After a couple of weeks on Opera 9.20, I’ve come to the following conclusions about Speed Dial:

  1. I can’t stand the portal-like page that loads when I open a new tab. It’s slower than a blank page, it’s slower than opening my bare-bones home page, and it makes it tricky to open a new page and middle-click on an empty area to paste in a URL from another app because it’s too easy to click on one of the thumbnails and open one of the speed dial pages instead. (It’s a Unix thing — middle-click usually pastes the current selection, and if you paste to a web page area, most browsers will try to load it as a URL.)
  2. I love being able to hit Ctrl+1, etc. to quickly load those pages.

Once upon a time, wasn’t there an option to choose what would load in a new tab/page?

*This post originally appeared on Confessions of a Web Developer, my blog at the My Opera community.

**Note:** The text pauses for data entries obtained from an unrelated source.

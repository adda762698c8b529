use thiserror::Error;

/// Errors returned by the commerce platform client.
#[derive(Debug, Error)]
pub enum CommerceError {
    /// Network or TLS failure from the underlying HTTP client.
    #[error("HTTP error: {0}")]
    Http(#[from] reqwest::Error),

    /// Client credentials were not configured.
    #[error("missing commerce credential: {0}")]
    MissingCredentials(&'static str),

    /// The token endpoint rejected the credentials or returned an unusable token.
    #[error("authentication failed: {0}")]
    Auth(String),

    /// The API answered 401 to a request carrying our bearer token.
    #[error("bearer token rejected for {resource}")]
    Unauthorized { resource: String },

    /// The API answered 404 for a single-resource lookup.
    #[error("{resource} not found")]
    NotFound { resource: String },

    #[error("unexpected HTTP status {status} from {url}")]
    UnexpectedStatus { status: u16, url: String },

    /// The response body could not be deserialized into the expected type.
    #[error("JSON deserialization error for {context}: {source}")]
    Deserialize {
        context: String,
        #[source]
        source: serde_json::Error,
    },

    #[error("pagination limit reached for {resource}: exceeded {max_pages} pages")]
    PaginationLimit { resource: String, max_pages: usize },

    #[error("invalid base URL \"{url}\": {reason}")]
    InvalidBaseUrl { url: String, reason: String },
}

3 thoughts on “Thoughts on Opera’s Speed Dial

  1. I guess the easiest way is to click the "Hide Speed Dial" button in the lower right corner, just below the 9th speed dial entry?
    This way the 9 spots disappear.

    Also, a toolbar button can be defined, "New page", that can open new tab and load the URL "opera:blank" inside it. I've seen such button before, but I cannot give you a link.

    Also, I suppose a keyboard shortcut (like Ctrl+T) could be (re)mapped to open "opera:blank". I have not tried this, nor have seen it anywhere.

  2. “I guess the easiest way is to click the "Hide Speed Dial" button in the lower right corner, just below the 9th speed dial entry?”

    … I can’t believe I missed that.

    Thanks!

  3. I kinda like the visual interface myself, but I know what you're saying about the load time.

    If you right-click any of the previews, you can edit how often the browser checks for new versions of the page. Reload every > 'Custom' might work for you here because you can set it to check only when the target server says the page has expired, use one of the presets, or manually set your own time to some insanely high number.

    The browser should then use the cached images instead.

    Just in case there was anything you did like about it.